Wednesday, July 22, 2015

From thoughts over a year and a half ago. For sharing as God gave me.


                       AUTHORS NOTE: This was originally written January 29 2014, posted on my P:AL blog.  Slightly edited to correct typo's, grammatical errors and such. Lord knows, of the 299 entries on that first blog i did have an occasional editor grace me for about 30 posts. For that, i am forever thankful.  Yeah, you could look at this as Rerun, and that's fine with me as i believe it  more meaningful today than i did when i was given these words. Looking back on notes for it, i added some things i felt needed.  As always, i am grateful for your taking time to read anything i write.

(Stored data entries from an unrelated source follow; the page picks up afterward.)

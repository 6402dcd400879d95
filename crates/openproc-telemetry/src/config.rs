//! Telemetry configuration.

use crate::logging::LogConfig;
use crate::metrics::MetricsConfig;

/// Configuration for logging and metrics together.
#[derive(Debug, Clone, Default, PartialEq)]
pub struct TelemetryConfig {
    /// Logging configuration.
    pub logging: LogConfig,

    /// Metrics configuration.
    pub metrics: MetricsConfig,
}

impl TelemetryConfig {
    /// Creates a new configuration builder.
    #[must_use]
    pub fn builder() -> TelemetryConfigBuilder {
        TelemetryConfigBuilder::new()
    }
}

/// Builder for [`TelemetryConfig`].
#[derive(Debug, Default)]
pub struct TelemetryConfigBuilder {
    logging: Option<LogConfig>,
    metrics: Option<MetricsConfig>,
}

impl TelemetryConfigBuilder {
    /// Creates a new builder with default values.
    #[must_use]
    pub fn new() -> Self {
        Self::default()
    }

    /// Sets the logging configuration.
    #[must_use]
    pub fn logging(mut self, config: LogConfig) -> Self {
        self.logging = Some(config);
        self
    }

    /// Sets the metrics configuration.
    #[must_use]
    pub fn metrics(mut self, config: MetricsConfig) -> Self {
        self.metrics = Some(config);
        self
    }

    /// Sets the log filter directive.
    #[must_use]
    pub fn log_level(mut self, level: &str) -> Self {
        let config = self.logging.take().unwrap_or_default();
        self.logging = Some(LogConfig {
            level: level.to_string(),
            ..config
        });
        self
    }

    /// Exposes metrics on a Prometheus scrape listener.
    #[must_use]
    pub fn metrics_addr(mut self, addr: &str) -> Self {
        let config = self.metrics.take().unwrap_or_default();
        self.metrics = Some(MetricsConfig {
            enabled: true,
            addr: Some(addr.to_string()),
            ..config
        });
        self
    }

    /// Disables metrics recording.
    #[must_use]
    pub fn disable_metrics(mut self) -> Self {
        let config = self.metrics.take().unwrap_or_default();
        self.metrics = Some(MetricsConfig {
            enabled: false,
            ..config
        });
        self
    }

    /// Builds the configuration.
    #[must_use]
    pub fn build(self) -> TelemetryConfig {
        TelemetryConfig {
            logging: self.logging.unwrap_or_default(),
            metrics: self.metrics.unwrap_or_default(),
        }
    }
}

#[cfg(test)]
mod tests {
    use super::*;

    #[test]
    fn test_builder_defaults() {
        let config = TelemetryConfig::builder().build();
        assert_eq!(config, TelemetryConfig::default());
    }

    #[test]
    fn test_builder_overrides() {
        let config = TelemetryConfig::builder()
            .logging(LogConfig::development())
            .log_level("warn")
            .metrics_addr("127.0.0.1:9100")
            .build();

        assert_eq!(config.logging.level, "warn");
        assert!(!config.logging.json_format);
        assert_eq!(config.metrics.addr.as_deref(), Some("127.0.0.1:9100"));
    }

    #[test]
    fn test_disable_metrics() {
        let config = TelemetryConfig::builder().disable_metrics().build();
        assert!(!config.metrics.enabled);
    }
}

                                        We're Born With Blood. We're Born With Rage. (Our New World)
                                                                             by Mark William Darus

                           

                                                             
                                         
                           Yesterday, on my way to work, I was looking for music software at Best Buy at Westfields Great Northern Mall, North Olmsted Ohio, USA. I happened to venture into the laptop section and hit the NET. First thing that popped up was about yet another Spree Shooting in the USA.  This occurring in a Maryland Shopping mall. Several dead and wounded,

                      Nice. I mean, don't we find comfort in the normal day to day happenings that help us feel grateful to merely be alive? Hearing of this event on a car radio, seeing a commercial blurb about it on TV and how there would be film at some point, catching it like a starving fisherman as something tugs on your line on the internet. Did a neighbor, coworker, stranger, member of the clergy share this latest event in passing? Coworkers had little to ziltch to share. Told my girlfriend about it and was greeted with her mind-set that  she did not wish to hear of such things, and would appreciate me not sharing such with her.  (This always bothered me to my core. If you cannot share all with your chosen mate, who the hell can you share all things with?)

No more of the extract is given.